Accoppiata interessante e decisamente riuscita quella dei Megaride che pubblicano un disco per Karma Conspiracy Records dal titolo emblematico: “Mo’”. Hanno saputo ben miscelare le due cose: da una parte il teatro che arriva proprio dal napoletano, estetica che mai cade nel bizzarro e che non si appoggia a quell’ironia semplice che distoglie. E dall’altra c’è quel contorno gutturale delle distorsioni tipiche del metallo pesante di questo genere… sono distorsioni caratteristiche che ormai rispecchiano un cliché. E si concedono anche belle tinte melodiche come in “Cascate” dove è il basso a sospendere ogni cosa… o nel singolo “Must Over” dove la voce, in quel teatro canzone di cui sopra, in italiano questa volta, marchia a fuoco un modo di essere e di fare. Un disco davvero interessante che apre diversi e tanti piani di ascolto e di codifica.

 

 

Partiamo dalla geografia… da Napoli o dalla Campania? Un rock comunque straniero per le nostre tradizioni…

Da Napoli e provincia se proprio vogliamo fare i puntigliosi!

Straniero sì per le nostre tradizioni, ma che nelle viscere dell’underground napoletano è sempre stato presentissimo.

 

Appunto su questo: i suoni provengono da oltre i confini italiani addirittura. Come giungono da voi? E come li avete fatti vostri?

Grazie all’unico aspetto buono di questo villaggio globale che ci ha cresciuti permettendoci di entrare in contatto con questo e tanti altri generi che ci sono arrivati da oltre oceano. Poi le ore passate con le cuffiette nelle orecchie ad aspettare treni e bus in ritardo sono stati la nostra camera d’incubazione e di approfondimento.

 

Parliamo di questo nome particolare… cosa significa?

Megáride è il nome dell’isolotto su cui sorge Castel dell’Ovo. È un tributo che abbiamo scelto di pagare a Napoli che ci ha cresciuti dandoci tanto e togliendoci altrettanto, è un atto d’amore.

 

Riferimenti partenopei?
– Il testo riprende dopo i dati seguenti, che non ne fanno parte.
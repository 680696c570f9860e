use std::path::PathBuf;
use thiserror::Error;

#[derive(Error, Debug)]
pub enum PipelineError {
    #[error("Input directory does not exist: {}", .0.display())]
    MissingInputDirectory(PathBuf),

    #[error("Data access error: {0}")]
    Data(#[from] datastore::DataError),

    #[error("Invalid configuration: {0}")]
    Config(#[from] configuration::ConfigError),

    #[error("Analytics calculation error: {0}")]
    Analytics(#[from] analytics::AnalyticsError),

    #[error("Report writing error: {0}")]
    Report(#[from] reporter::ReportError),

    #[error("Progress bar template error: {0}")]
    ProgressBarTemplate(String),
}

impl From<indicatif::style::TemplateError> for PipelineError {
    fn from(error: indicatif::style::TemplateError) -> Self {
        PipelineError::ProgressBarTemplate(error.to_string())
    }
}
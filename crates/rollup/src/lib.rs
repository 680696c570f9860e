//! # Yearly Rollup
//!
//! Collapses the weekly totals into one row per calendar year.
//!
//! Yearly risk is the *peak* weekly total risk of the year: the capital that had
//! to be available at any one time. Yearly profit is the *sum* of the weekly
//! profits. The yearly return relates the two, and the cumulative return
//! compounds the yearly returns in ascending year order from a base of 100.

use core_types::math::{HUNDRED, percent_of, round2, safe_div};
use core_types::{AdjustedSummary, WeeklyAggregate, YearlySummary};
use rust_decimal::Decimal;
use std::collections::BTreeMap;

/// The yearly table and the averages derived from it.
#[derive(Debug, Clone, PartialEq)]
pub struct YearlyRollup {
    /// Rounded rows in ascending year order.
    pub years: Vec<YearlySummary>,
    pub summary: AdjustedSummary,
    /// Total profit over total risk across all years, in percent, unrounded.
    /// Years are weighted by the risk they carried.
    pub weighted_return_pct: Decimal,
}

impl YearlyRollup {
    /// The (year, yearly return) pairs, in year order.
    pub fn yearly_returns(&self) -> Vec<(i32, Decimal)> {
        self.years
            .iter()
            .map(|y| (y.year, y.yearly_return_pct))
            .collect()
    }
}

#[derive(Debug, Clone, Copy, Default)]
struct YearTotals {
    peak_risk: Option<Decimal>,
    profit: Decimal,
}

/// Rolls weekly totals up into calendar years.
pub fn rollup(weekly: Vec<WeeklyAggregate>) -> YearlyRollup {
    let mut by_year: BTreeMap<i32, YearTotals> = BTreeMap::new();
    for week in &weekly {
        let totals = by_year.entry(week.year()).or_default();
        totals.peak_risk = Some(match totals.peak_risk {
            Some(peak) => peak.max(week.total_risk),
            None => week.total_risk,
        });
        totals.profit += week.total_profit_or_loss;
    }

    let returns: Vec<Decimal> = by_year
        .values()
        .map(|t| percent_of(t.profit, t.peak_risk.unwrap_or_default()))
        .collect();
    let cumulative = cumulative_returns(&returns);

    let years: Vec<YearlySummary> = by_year
        .iter()
        .zip(returns.iter().zip(cumulative))
        .map(|((&year, totals), (&yearly_return, cumulative))| YearlySummary {
            year,
            yearly_risk: round2(totals.peak_risk.unwrap_or_default()),
            yearly_profit: round2(totals.profit),
            yearly_return_pct: round2(yearly_return),
            cumulative_return_pct: cumulative,
        })
        .collect();

    let total_risk: Decimal = by_year.values().filter_map(|t| t.peak_risk).sum();
    let total_profit: Decimal = by_year.values().map(|t| t.profit).sum();
    let weighted_return_pct = percent_of(total_profit, total_risk);

    // the summary averages the published (rounded) table columns
    let count = Decimal::from(years.len());
    let average_risk = safe_div(years.iter().map(|y| y.yearly_risk).sum(), count);
    let average_profit = safe_div(years.iter().map(|y| y.yearly_profit).sum(), count);

    tracing::debug!(
        weeks = weekly.len(),
        years = years.len(),
        %weighted_return_pct,
        "Weekly totals rolled up into years"
    );

    YearlyRollup {
        years,
        summary: AdjustedSummary {
            average_yearly_risk: round2(average_risk),
            average_yearly_profit: round2(average_profit),
            percent_return: round2(percent_of(average_profit, average_risk)),
        },
        weighted_return_pct,
    }
}

/// Compounds yearly percent returns, in the given order, from a base of 100.
///
/// Each element is the running index minus 100, rounded to 2 places; the
/// running index itself is never rounded. An index that outgrows `Decimal`
/// saturates at its bound.
pub fn cumulative_returns(yearly_returns: &[Decimal]) -> Vec<Decimal> {
    let mut index = HUNDRED;
    let mut saturated = false;
    yearly_returns
        .iter()
        .map(|r| {
            let growth = Decimal::ONE.saturating_add(r / HUNDRED);
            match index.checked_mul(growth) {
                Some(next) => index = next,
                None => {
                    index = index.saturating_mul(growth);
                    if !saturated {
                        tracing::warn!(yearly_return = %r, "Cumulative return overflowed and saturated");
                        saturated = true;
                    }
                }
            }
            round2(index.saturating_sub(HUNDRED))
        })
        .collect()
}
Avete pensato a mettere alcune radici in questo territorio… parlo di featuring particolari o di spettacoli particolari… oltre che al dialetto?

Come riferimenti musicali ci sono sicuramente Pino Daniele e James Senese con i Napoli Centrale anche se in realtà ce ne sarebbero tanti altri da citare ma purtroppo servirebbe un articolo a parte.

Di pensieri ed idee ne abbiamo fatte e ne facciamo tante. Non ci piacciono le anticipazioni e quindi vi rispondiamo a modo nostro: Avita sperì! (Vi tocca aspettare).

 

E col senno di poi, questo dialetto si sposa a pieno, non è così? Non rischia di richiamare troppo le acidità violente che la televisione ha sempre troppo accostato al dialetto napoletano?

Per come la vediamo noi il dialetto e il genere si sposano magnificamente, a volte in modi che stupiscono anche noi. I pregiudizi invece li lasciamo a chi ancora non riesce a togliersi i paraocchi.

Per quel poco di televisione che guardiamo ci concentriamo soltanto su un’unica trasmissione: “Un Posto al Sole” (il nostro dirty pleasure).